The table by situation (on click)
Clicking the donut switches to a detailed table where each row is a situation encountered during the import.

| Column | Content |
|---|---|
| Situation | M3 BU, HU SB, M3 BB vs SB raise, etc. |
| Leak | Too much fold, Too much call, Too much raise, Too much all-in: the action overplayed in the situation |
| Reg | Number of mistakes against regs |
| Fish | Number of mistakes against fish |
| Total | Total mistakes in this situation |
Clicking a row opens a mini 13×13 grid of combos: the cells are colored in red (intensity proportional to the number of mistakes). At a glance, you can tell whether the mistake is concentrated on a few specific combos (a targeted leak to fix) or scattered across the whole range (more of a general lack of familiarity with the spot).
6. Replay mistakes
Listing your mistakes is good. Fixing them is better. The Replay mistakes button at the bottom right of the import summary, beneath the Preflop Accuracy panel, opens a dedicated mode that works like the Trainer and has you replay your mistakes.

The Replay mistakes mode is the only feature of the import summary that requires the Preflop Pack: it provides the reference charts shown during the session.
One question, one answer
You're put in a spot just like in the regular Trainer: your hand, the opponent (reg or fish) with their stack, your stack, and a counter of remaining mistakes at the top. It's up to you to pick the action you should have played from the buttons offered.

Smart behavior
If you deviated five times with A5o in the same spot during the import, you won't get five questions.
the Replay mistakes mode groups repetitions of the same combo together: you only work the situation once
Questions are then presented in random order and capped at the count you requested. By the end, you've replayed the bulk of your mistakes in just a few minutes, with immediate feedback on each one.
7. Key takeaways
Alright... this last chapter of module 5 was a bit dense, but hopefully it's still understandable.
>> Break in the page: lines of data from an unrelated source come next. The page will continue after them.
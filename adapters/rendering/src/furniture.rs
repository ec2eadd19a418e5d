//! Furniture layouts authored in the unrotated frame of each room.

use dental_planner_core::{RoomType, VariantOffset};

/// Piece of furniture drawn on a tile.
#[derive(Clone, Copy, Debug, PartialEq, Eq, Hash)]
pub enum FurnitureKind {
    /// Visitor seat.
    Chair,
    /// Potted plant.
    Plant,
    /// Service counter.
    Counter,
    /// Patient chair with its delivery unit.
    DentalChair,
    /// Hand-wash sink.
    Sink,
    /// Instrument cabinet.
    Cabinet,
    /// Operator stool.
    Stool,
    /// Radiography unit.
    XRayUnit,
    /// Imaging control console.
    Console,
    /// Steam autoclave.
    Autoclave,
    /// Toilet.
    Toilet,
    /// Office desk.
    Desk,
    /// Supply shelving.
    Shelf,
    /// Lab workbench.
    Workbench,
}

/// Furniture shown on a tile of `room_type` whose logical layout slot is `slot`.
///
/// Large rooms are keyed by slot, single-tile rooms ignore it.
#[must_use]
pub fn furniture_for(room_type: RoomType, slot: Option<VariantOffset>) -> Option<FurnitureKind> {
    let slot = slot.map(|offset| (offset.column(), offset.row()));
    match (room_type, slot) {
        (RoomType::WaitingRoom, Some((2, 2))) => Some(FurnitureKind::Plant),
        (RoomType::WaitingRoom, Some((4, 4))) => Some(FurnitureKind::Counter),
        (RoomType::WaitingRoom, Some((_, 0) | (0, _))) => Some(FurnitureKind::Chair),

        (RoomType::OperatorySuite, Some((2, 2))) => Some(FurnitureKind::DentalChair),
        (RoomType::OperatorySuite, Some((3, 2))) => Some(FurnitureKind::Stool),
        (RoomType::OperatorySuite, Some((0, 0))) => Some(FurnitureKind::Sink),
        (RoomType::OperatorySuite, Some((4, 0) | (4, 1))) => Some(FurnitureKind::Cabinet),

        (RoomType::ImagingSuite, Some((2, 2))) => Some(FurnitureKind::XRayUnit),
        (RoomType::ImagingSuite, Some((4, 2))) => Some(FurnitureKind::Console),
        (RoomType::ImagingSuite, Some((0, 4))) => Some(FurnitureKind::Cabinet),

        (RoomType::Reception, _) => Some(FurnitureKind::Counter),
        (RoomType::Sterilization, _) => Some(FurnitureKind::Autoclave),
        (RoomType::Restroom, _) => Some(FurnitureKind::Toilet),
        (RoomType::Office, _) => Some(FurnitureKind::Desk),
        (RoomType::Storage, _) => Some(FurnitureKind::Shelf),
        (RoomType::Lab, _) => Some(FurnitureKind::Workbench),
        _ => None,
    }
}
If some points aren't fully clear yet, feel free to read it again at your own pace, then if needed come over to Discord to ask any questions you may have.
To sum up, there are 3 different ways to review your mistakes in Poker Spin Tracker:
• Mistakes only Quick Filter: the fastest path to display only your preflop mistakes.
• Filter panel: the Mistakes only filter, available in the filter panel under EV & Accuracy.
• Import summary: with the preflop accuracy donut, the table of mistakes by situation when you click on it, and last but not least the Replay mistakes button.
And so ends the last chapter of module 5.